The formation of life, and the existence of the human body with it's intricate brain, and intense potential that something will go wrong is evident all around us. We see the severly handicapped bodies, the progression of terrible illness both congential and pathogenic, and within the brain at the cellular level there is the possibilities of enough malfunctions to fill a book. So given all that, isn't it logical that we'd see the same sickness in personality??

All around me I'm both frustrated and elated by what I see and experience. My toddlers were allowed to take all the time in the world to examine little rocks and blades of grass during our walks. Meanwhile, the neighbors around me would be scooping theirs up from a nice time outside and running them off to Disneyland. To each their own...a time and place for everything.
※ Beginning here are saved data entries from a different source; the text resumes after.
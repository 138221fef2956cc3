//! Key-value storage backends.
//!
//! The cart layer only needs three synchronous string operations from its
//! backend, mirroring an origin-scoped browser storage area: get, set and
//! remove. Backends use `&self` for every method and rely on interior
//! mutability, so a single backend can be shared between a [`CartStore`] and
//! its debounce timer task.
//!
//! [`CartStore`]: crate::CartStore

use std::collections::HashMap;
use std::fmt::Debug;
use std::sync::atomic::{AtomicBool, Ordering};
use std::sync::{Mutex, MutexGuard, PoisonError};

/// Errors returned by a [`StorageBackend`].
#[derive(Debug, thiserror::Error)]
pub enum BackendError {
    /// The backend cannot be used at all (missing, disabled by policy, ...).
    #[error("storage backend unavailable: {0}")]
    Unavailable(String),

    /// The write would exceed the backend's size limit.
    #[error("storage quota exceeded: {requested} bytes requested, {quota} allowed")]
    QuotaExceeded {
        /// Total bytes the backend would hold after the write.
        requested: u64,
        /// Configured limit in bytes.
        quota: u64,
    },

    /// The stored value exists but is not valid UTF-8 text.
    #[error("stored value for {0:?} is not valid UTF-8")]
    Undecodable(String),

    /// The key cannot be represented by this backend.
    #[error("invalid storage key: {0:?}")]
    InvalidKey(String),

    /// Underlying I/O failure.
    #[error("storage I/O error: {0}")]
    Io(#[from] std::io::Error),
}

impl BackendError {
    /// Returns `true` if the failure was caused by the size limit.
    #[must_use]
    pub const fn is_quota_exceeded(&self) -> bool {
        matches!(self, Self::QuotaExceeded { .. })
    }
}

/// Synchronous string key-value storage.
///
/// Properties required from implementations:
/// - `get` of a missing key is `Ok(None)`, not an error
/// - `remove` of a missing key is `Ok(())`
/// - a failed `set` leaves the previous value in place
pub trait StorageBackend: Send + Sync + Debug {
    /// Retrieve a value by key.
    ///
    /// # Errors
    ///
    /// Returns an error if the backend cannot be read.
    fn get(&self, key: &str) -> Result<Option<String>, BackendError>;

    /// Insert or replace a value.
    ///
    /// # Errors
    ///
    /// Returns [`BackendError::QuotaExceeded`] when the write would exceed the
    /// size limit, or another variant for any other failure.
    fn set(&self, key: &str, value: &str) -> Result<(), BackendError>;

    /// Remove a value by key.
    ///
    /// # Errors
    ///
    /// Returns an error if the backend cannot be written.
    fn remove(&self, key: &str) -> Result<(), BackendError>;
}

/// In-process backend with an optional byte quota.
///
/// Usage is measured as the UTF-8 length of every key plus its value, the
/// same accounting a browser applies to an origin's storage area. The
/// backend can be switched off at runtime to simulate storage disabled by
/// user or browser policy.
#[derive(Debug)]
pub struct MemoryBackend {
    entries: Mutex<HashMap<String, String>>,
    quota: Option<u64>,
    available: AtomicBool,
}

impl Default for MemoryBackend {
    fn default() -> Self {
        Self::new()
    }
}

impl MemoryBackend {
    /// Create an empty backend with no size limit.
    #[must_use]
    pub fn new() -> Self {
        Self {
            entries: Mutex::new(HashMap::new()),
            quota: None,
            available: AtomicBool::new(true),
        }
    }

    /// Create an empty backend limited to `bytes`.
    #[must_use]
    pub fn with_quota(bytes: u64) -> Self {
        Self {
            quota: Some(bytes),
            ..Self::new()
        }
    }

    /// Enable or disable the backend.
    pub fn set_available(&self, available: bool) {
        self.available.store(available, Ordering::SeqCst);
    }

    /// Bytes currently used by keys and values.
    #[must_use]
    pub fn used_bytes(&self) -> u64 {
        usage(&self.lock(), None)
    }

    /// Whether `key` currently holds a value, bypassing availability.
    #[must_use]
    pub fn contains_key(&self, key: &str) -> bool {
        self.lock().contains_key(key)
    }

    /// Current value of `key`, bypassing availability.
    #[must_use]
    pub fn peek(&self, key: &str) -> Option<String> {
        self.lock().get(key).cloned()
    }

    fn lock(&self) -> MutexGuard<'_, HashMap<String, String>> {
        self.entries.lock().unwrap_or_else(PoisonError::into_inner)
    }

    fn ensure_available(&self) -> Result<(), BackendError> {
        if self.available.load(Ordering::SeqCst) {
            Ok(())
        } else {
            Err(BackendError::Unavailable("storage disabled".to_owned()))
        }
    }
}

fn entry_size(key: &str, value: &str) -> u64 {
    (key.len() + value.len()) as u64
}

fn usage(entries: &HashMap<String, String>, skip: Option<&str>) -> u64 {
    entries
        .iter()
        .filter(|(key, _)| Some(key.as_str()) != skip)
        .map(|(key, value)| entry_size(key, value))
        .sum()
}

impl StorageBackend for MemoryBackend {
    fn get(&self, key: &str) -> Result<Option<String>, BackendError> {
        self.ensure_available()?;
        Ok(self.lock().get(key).cloned())
    }

    fn set(&self, key: &str, value: &str) -> Result<(), BackendError> {
        self.ensure_available()?;
        let mut entries = self.lock();

        if let Some(quota) = self.quota {
            let requested = usage(&entries, Some(key)) + entry_size(key, value);
            if requested > quota {
                return Err(BackendError::QuotaExceeded { requested, quota });
            }
        }

        entries.insert(key.to_owned(), value.to_owned());
        Ok(())
    }

    fn remove(&self, key: &str) -> Result<(), BackendError> {
        self.ensure_available()?;
        self.lock().remove(key);
        Ok(())
    }
}

#[cfg(test)]
#[allow(clippy::unwrap_used)]
mod tests {
    use super::*;

    #[test]
    fn test_get_set_remove() {
        let backend = MemoryBackend::new();
        assert_eq!(backend.get("k").unwrap(), None);

        backend.set("k", "v").unwrap();
        assert_eq!(backend.get("k").unwrap().as_deref(), Some("v"));

        backend.remove("k").unwrap();
        assert_eq!(backend.get("k").unwrap(), None);
        backend.remove("k").unwrap();
    }

    #[test]
    fn test_quota_counts_keys_and_values() {
        let backend = MemoryBackend::with_quota(10);
        backend.set("ab", "cdef").unwrap();
        assert_eq!(backend.used_bytes(), 6);

        let err = backend.set("gh", "ijk").unwrap_err();
        assert!(err.is_quota_exceeded());
        assert!(!backend.contains_key("gh"));
    }

    #[test]
    fn test_quota_replacement_does_not_double_count() {
        let backend = MemoryBackend::with_quota(10);
        backend.set("ab", "cdefgh").unwrap();
        backend.set("ab", "12345678").unwrap();
        assert_eq!(backend.peek("ab").as_deref(), Some("12345678"));
    }

    #[test]
    fn test_disabled_backend_fails_everything() {
        let backend = MemoryBackend::new();
        backend.set("k", "v").unwrap();
        backend.set_available(false);

        assert!(matches!(backend.get("k"), Err(BackendError::Unavailable(_))));
        assert!(matches!(
            backend.set("k", "w"),
            Err(BackendError::Unavailable(_))
        ));
        assert!(matches!(
            backend.remove("k"),
            Err(BackendError::Unavailable(_))
        ));
        assert_eq!(backend.peek("k").as_deref(), Some("v"));
    }
}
Yet, I so enjoy my teens now that are content with a movie, a trip to the bookstore, or walk with the dog. Simplicity.
 

Kazmarov

For a Free Scotland
There are three main schools of opinion, with regard to the reasons for the terrible things people sometimes do. Are violent criminals genetically predisposed from birth? Can factors in upbringing and environment predict disorered adult behaviors? Or, is there a pervasive, entity-like Evil in the world, a universally present force, like God (as some believe) or gravity? Some combination from among the three?
There is no abject evil that drives people to commit horrible things. What we have is scarcity- a limited amount of food, land, and valuables for people to squabble over. People are desperate, and do stupid things. We have genetics that lead to the mentally ill, the addictive personalities, the Type-A dominants, and the sociopaths. We have terrible environments that produce monstrosities, both human and animal. Overall, utopia can't be achieved- there's a book called The Dispossessed, by Ursula K. Le Guin. A group of political anarchists move to another planet entirely from the statists, but still eventually their utopia breaks down. Their problem is that there will always be power structures, and thus some people will use and exploit others. Nobody can truly collectivize water- water is in a specific place. Then who collects it, distributes it? These people control it, even in a 'stateless' society.
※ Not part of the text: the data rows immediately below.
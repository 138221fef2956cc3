//! QuickBasket Cart Storage - Durable shopping-cart persistence.
//!
//! Stores a cart under a single key as a versioned JSON envelope, validates
//! everything read back, coalesces bursts of writes, and migrates carts
//! written under deprecated keys.
//!
//! # Architecture
//!
//! Leaf-first:
//!
//! - [`backend`] / [`file`] - the key-value storage seam ([`StorageBackend`])
//!   with in-memory and directory-backed implementations
//! - [`probe`] - write-then-delete availability check
//! - [`envelope`] - envelope encoding and loose decoding
//! - [`migrate`] - legacy key migration
//! - [`scheduler`] - immediate saves, quota degrade, and the debounce timer
//! - [`diagnostics`] - read-only storage snapshot
//! - [`store`] - the [`CartStore`] facade composing all of the above
//!
//! Item validation itself lives in `quickbasket-core`.
//!
//! # Limitations
//!
//! Two stores sharing a backend (two processes on one directory, or two
//! tabs on one origin) are not coordinated: their writes race and the last
//! writer wins.

#![cfg_attr(not(test), forbid(unsafe_code))]

pub mod backend;
pub mod config;
pub mod diagnostics;
pub mod envelope;
pub mod error;
pub mod file;
pub mod migrate;
pub mod probe;
pub mod scheduler;
pub mod store;

/// Key the current cart envelope is stored under.
pub const CART_KEY: &str = "quickbasket_cart";

pub use backend::{BackendError, MemoryBackend, StorageBackend};
pub use config::{CartStoreConfig, ConfigError};
pub use diagnostics::StorageInfo;
pub use envelope::{DecodeError, ENVELOPE_TYPE, Envelope, SCHEMA_VERSION, StoredEnvelope};
pub use error::StoreError;
pub use file::FileBackend;
pub use migrate::{LEGACY_KEYS, Migration};
pub use scheduler::{DEFAULT_DEBOUNCE, Debouncer, SaveReport};
pub use store::CartStore;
It becomes a problem. Evil will spring up as long as mutations exist in our DNA. And utopias always fall apart, no matter how much you isolate them from the rot.
 

C-Mach

Registered Member
Why are we not a utopia? Because men are not perfect, and men have self-interest at heart. However, perfection derives from imperfection. ;)
 

Tucker

Lion Rampant
Why are we not a utopia? Because men are not perfect, and men have self-interest at heart. However, perfection derives from imperfection. ;)
This strikes me as more of a partial answer than not. A lot of acts are committed that manly self-interest, as I know it, doesn't come anywhere close to explaining.
 

Kazmarov

For a Free Scotland
So, altruism is just a myth then?
 

ExpectantlyIronic

e̳̳̺͕ͬ̓̑̂ͮͦͣ͒͒h̙ͦ̔͂?̅̂ ̾͗̑
Yes. Altruism is a myth. Men who are altruistic either have an ulterior motive or believe in altruism because it gives them satisfaction.
There's a major difference between doing something for someone else because it makes you happy to do so, and doing something that benefits nobody but yourself. The former we call "altruism".